**Work instruction**
Scan the entries and state how many lines contain "ProductCatalog". Write no other text.

BEGIN Dataset excerpts

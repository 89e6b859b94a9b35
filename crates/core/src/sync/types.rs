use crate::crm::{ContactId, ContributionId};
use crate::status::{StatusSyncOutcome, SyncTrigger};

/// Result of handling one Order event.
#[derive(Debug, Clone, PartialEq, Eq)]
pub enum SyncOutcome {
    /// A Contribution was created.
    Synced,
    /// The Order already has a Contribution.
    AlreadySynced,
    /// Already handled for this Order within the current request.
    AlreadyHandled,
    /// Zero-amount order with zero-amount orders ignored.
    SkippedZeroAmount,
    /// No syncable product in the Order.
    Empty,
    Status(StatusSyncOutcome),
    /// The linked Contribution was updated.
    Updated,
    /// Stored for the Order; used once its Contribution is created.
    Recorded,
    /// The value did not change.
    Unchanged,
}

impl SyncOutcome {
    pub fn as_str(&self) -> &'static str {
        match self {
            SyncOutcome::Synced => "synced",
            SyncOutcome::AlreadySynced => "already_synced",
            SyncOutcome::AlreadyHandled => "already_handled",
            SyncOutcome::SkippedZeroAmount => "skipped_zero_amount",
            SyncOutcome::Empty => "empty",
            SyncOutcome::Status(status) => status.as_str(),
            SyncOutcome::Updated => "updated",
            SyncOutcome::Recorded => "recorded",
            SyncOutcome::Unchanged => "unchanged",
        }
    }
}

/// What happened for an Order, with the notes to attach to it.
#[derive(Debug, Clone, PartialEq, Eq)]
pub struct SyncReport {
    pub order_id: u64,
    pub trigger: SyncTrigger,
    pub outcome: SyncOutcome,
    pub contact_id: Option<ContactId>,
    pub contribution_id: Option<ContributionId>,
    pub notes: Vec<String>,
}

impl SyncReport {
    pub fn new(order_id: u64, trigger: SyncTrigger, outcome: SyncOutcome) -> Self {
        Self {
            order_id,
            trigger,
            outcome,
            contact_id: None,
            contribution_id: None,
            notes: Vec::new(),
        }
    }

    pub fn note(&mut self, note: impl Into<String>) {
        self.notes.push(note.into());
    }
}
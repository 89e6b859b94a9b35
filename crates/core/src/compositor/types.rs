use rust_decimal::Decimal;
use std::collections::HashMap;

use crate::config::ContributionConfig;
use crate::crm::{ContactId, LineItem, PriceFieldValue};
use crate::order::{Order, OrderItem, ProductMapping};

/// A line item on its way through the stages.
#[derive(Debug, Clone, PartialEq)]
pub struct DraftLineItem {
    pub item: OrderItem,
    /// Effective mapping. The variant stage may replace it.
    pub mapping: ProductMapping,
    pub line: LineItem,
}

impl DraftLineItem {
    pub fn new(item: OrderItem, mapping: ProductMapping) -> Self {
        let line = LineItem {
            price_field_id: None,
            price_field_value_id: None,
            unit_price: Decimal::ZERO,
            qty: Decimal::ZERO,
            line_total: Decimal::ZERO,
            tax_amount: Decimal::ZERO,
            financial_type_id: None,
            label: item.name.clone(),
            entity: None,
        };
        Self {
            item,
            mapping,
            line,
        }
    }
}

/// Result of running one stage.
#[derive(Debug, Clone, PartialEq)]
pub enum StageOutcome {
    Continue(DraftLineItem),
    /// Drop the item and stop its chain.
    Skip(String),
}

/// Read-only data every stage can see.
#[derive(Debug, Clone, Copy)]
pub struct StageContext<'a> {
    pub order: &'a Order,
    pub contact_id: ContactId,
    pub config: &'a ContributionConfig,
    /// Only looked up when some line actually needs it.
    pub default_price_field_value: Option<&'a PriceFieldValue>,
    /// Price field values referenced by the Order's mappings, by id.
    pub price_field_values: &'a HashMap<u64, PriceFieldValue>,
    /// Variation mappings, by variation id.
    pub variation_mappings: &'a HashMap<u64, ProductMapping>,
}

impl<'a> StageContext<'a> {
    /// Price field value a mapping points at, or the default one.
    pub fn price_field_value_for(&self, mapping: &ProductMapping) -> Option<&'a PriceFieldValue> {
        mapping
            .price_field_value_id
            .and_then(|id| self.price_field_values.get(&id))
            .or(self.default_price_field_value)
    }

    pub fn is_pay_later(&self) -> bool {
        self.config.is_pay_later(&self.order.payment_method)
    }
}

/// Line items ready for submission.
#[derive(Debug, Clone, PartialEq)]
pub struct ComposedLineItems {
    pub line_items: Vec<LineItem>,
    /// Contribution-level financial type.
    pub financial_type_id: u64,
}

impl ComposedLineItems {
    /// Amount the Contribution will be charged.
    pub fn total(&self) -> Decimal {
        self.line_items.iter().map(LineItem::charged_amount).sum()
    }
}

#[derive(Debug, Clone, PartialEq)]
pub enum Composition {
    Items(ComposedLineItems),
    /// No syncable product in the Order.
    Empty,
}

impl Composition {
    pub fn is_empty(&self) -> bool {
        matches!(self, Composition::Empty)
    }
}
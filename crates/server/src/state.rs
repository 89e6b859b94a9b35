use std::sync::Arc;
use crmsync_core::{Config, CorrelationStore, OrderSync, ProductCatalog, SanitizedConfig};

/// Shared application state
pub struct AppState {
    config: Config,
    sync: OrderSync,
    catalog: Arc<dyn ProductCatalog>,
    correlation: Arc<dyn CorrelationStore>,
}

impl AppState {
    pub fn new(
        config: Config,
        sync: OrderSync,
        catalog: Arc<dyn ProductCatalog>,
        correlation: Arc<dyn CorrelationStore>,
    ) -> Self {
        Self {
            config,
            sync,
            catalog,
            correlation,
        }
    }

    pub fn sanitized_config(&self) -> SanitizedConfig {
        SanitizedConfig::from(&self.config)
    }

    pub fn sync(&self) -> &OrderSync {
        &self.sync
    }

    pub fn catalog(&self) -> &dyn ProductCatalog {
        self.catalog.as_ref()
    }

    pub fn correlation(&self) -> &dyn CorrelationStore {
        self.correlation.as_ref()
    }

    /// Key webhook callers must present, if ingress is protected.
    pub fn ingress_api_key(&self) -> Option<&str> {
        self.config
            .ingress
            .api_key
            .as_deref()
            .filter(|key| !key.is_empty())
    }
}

END Dataset excerpts
BEGIN Dataset excerpts

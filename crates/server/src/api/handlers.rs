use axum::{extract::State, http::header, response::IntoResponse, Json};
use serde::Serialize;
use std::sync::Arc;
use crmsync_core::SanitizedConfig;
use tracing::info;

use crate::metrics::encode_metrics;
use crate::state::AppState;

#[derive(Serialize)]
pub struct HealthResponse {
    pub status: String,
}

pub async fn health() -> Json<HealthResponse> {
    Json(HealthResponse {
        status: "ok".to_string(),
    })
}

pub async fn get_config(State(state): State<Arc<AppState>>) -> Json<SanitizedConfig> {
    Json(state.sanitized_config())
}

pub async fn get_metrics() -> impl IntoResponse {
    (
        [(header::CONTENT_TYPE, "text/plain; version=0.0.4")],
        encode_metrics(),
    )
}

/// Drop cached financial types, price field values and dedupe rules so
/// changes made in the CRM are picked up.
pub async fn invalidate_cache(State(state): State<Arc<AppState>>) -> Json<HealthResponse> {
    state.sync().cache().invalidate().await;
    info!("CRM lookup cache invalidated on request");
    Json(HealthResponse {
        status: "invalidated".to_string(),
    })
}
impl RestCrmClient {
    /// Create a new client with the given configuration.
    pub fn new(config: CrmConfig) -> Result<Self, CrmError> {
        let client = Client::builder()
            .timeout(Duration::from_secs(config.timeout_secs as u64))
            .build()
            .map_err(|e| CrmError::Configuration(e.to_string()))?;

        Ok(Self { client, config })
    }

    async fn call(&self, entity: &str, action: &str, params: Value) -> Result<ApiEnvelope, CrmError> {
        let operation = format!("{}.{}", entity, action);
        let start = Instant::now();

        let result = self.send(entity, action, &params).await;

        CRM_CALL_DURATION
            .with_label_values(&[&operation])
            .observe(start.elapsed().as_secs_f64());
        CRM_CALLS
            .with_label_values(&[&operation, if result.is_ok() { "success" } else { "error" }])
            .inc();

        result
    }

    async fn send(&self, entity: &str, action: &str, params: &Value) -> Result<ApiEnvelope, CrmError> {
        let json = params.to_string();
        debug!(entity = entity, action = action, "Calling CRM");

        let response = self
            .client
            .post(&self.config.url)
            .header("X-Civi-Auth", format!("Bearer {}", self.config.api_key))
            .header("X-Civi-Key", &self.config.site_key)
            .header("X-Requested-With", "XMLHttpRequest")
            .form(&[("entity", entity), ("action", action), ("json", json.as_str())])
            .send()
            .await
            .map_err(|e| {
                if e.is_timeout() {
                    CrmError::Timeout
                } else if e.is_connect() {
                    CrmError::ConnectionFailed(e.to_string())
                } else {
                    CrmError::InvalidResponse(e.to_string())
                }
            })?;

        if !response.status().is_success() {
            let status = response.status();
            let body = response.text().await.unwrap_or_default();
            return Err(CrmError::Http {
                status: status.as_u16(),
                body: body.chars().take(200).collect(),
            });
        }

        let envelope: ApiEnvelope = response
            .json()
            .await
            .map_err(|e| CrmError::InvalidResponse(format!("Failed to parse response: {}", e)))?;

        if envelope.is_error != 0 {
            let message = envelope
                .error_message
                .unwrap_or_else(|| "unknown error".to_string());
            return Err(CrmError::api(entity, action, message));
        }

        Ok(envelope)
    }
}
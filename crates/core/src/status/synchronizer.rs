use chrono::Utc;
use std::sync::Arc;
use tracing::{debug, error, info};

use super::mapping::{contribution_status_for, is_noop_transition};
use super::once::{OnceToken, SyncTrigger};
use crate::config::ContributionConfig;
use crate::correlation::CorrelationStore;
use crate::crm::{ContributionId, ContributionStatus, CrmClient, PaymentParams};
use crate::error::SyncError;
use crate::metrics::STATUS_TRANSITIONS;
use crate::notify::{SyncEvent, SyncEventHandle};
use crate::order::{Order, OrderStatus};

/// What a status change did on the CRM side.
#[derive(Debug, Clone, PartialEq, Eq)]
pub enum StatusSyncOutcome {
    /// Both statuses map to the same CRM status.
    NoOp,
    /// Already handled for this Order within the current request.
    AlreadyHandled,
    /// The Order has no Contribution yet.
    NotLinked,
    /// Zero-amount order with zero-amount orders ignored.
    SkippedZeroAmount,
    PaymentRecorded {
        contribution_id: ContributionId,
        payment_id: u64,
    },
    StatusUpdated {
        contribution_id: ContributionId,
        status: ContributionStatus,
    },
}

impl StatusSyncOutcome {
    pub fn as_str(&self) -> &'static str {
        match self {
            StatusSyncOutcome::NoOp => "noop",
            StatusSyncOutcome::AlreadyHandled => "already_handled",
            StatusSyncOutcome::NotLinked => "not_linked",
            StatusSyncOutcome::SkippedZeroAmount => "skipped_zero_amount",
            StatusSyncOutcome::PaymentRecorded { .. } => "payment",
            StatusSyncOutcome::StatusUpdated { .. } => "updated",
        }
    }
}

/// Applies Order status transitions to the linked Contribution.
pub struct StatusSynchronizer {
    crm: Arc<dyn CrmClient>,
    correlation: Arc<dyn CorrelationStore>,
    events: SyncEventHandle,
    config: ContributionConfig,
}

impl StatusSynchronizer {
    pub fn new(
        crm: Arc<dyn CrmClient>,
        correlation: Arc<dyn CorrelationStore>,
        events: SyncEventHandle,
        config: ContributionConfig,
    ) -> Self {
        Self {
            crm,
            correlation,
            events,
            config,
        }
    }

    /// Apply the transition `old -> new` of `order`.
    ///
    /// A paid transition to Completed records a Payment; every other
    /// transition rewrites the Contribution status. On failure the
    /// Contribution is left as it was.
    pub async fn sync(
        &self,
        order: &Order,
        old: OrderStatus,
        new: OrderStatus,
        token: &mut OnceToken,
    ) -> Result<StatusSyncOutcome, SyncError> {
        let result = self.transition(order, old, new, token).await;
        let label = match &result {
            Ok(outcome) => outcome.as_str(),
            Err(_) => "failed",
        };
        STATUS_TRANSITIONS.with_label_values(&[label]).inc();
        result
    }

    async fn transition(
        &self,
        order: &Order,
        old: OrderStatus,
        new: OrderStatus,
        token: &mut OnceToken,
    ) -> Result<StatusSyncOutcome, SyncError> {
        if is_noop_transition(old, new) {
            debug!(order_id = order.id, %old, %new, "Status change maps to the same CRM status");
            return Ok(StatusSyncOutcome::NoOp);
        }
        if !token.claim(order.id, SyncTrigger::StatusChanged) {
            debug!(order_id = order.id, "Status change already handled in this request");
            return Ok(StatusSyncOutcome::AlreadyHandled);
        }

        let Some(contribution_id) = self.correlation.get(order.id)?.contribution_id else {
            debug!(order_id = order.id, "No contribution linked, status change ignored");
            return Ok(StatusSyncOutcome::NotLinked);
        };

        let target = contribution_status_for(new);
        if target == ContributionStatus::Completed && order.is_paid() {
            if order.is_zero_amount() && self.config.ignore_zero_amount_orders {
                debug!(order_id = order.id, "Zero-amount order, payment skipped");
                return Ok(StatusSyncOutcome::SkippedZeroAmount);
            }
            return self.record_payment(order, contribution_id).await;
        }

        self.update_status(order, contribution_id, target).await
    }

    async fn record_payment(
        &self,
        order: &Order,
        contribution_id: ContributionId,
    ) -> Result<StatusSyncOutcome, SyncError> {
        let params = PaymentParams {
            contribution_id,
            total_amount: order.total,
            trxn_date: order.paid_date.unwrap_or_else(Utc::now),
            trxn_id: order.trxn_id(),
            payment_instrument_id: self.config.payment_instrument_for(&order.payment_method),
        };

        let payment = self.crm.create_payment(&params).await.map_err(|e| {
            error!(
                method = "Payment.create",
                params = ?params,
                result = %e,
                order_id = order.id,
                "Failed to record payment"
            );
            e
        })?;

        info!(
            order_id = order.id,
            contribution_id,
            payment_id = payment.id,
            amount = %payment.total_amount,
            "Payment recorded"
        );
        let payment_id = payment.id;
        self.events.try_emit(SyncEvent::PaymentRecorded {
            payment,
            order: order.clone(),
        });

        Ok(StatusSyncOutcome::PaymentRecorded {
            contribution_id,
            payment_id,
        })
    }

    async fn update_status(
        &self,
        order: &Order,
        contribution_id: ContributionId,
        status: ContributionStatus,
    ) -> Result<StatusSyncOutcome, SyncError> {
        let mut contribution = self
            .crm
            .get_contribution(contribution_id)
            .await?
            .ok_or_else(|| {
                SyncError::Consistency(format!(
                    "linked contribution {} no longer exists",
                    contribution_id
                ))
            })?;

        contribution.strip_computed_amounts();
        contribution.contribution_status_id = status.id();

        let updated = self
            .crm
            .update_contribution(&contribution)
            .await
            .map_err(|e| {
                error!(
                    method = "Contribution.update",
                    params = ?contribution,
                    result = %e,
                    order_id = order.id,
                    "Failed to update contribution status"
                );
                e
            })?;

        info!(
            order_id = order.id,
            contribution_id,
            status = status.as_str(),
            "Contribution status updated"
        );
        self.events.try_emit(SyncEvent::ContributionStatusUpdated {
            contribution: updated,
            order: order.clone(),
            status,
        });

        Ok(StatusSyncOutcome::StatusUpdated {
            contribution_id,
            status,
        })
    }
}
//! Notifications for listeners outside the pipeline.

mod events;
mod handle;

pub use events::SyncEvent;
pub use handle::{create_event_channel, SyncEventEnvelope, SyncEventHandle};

END Dataset excerpts

**Solved problem**
4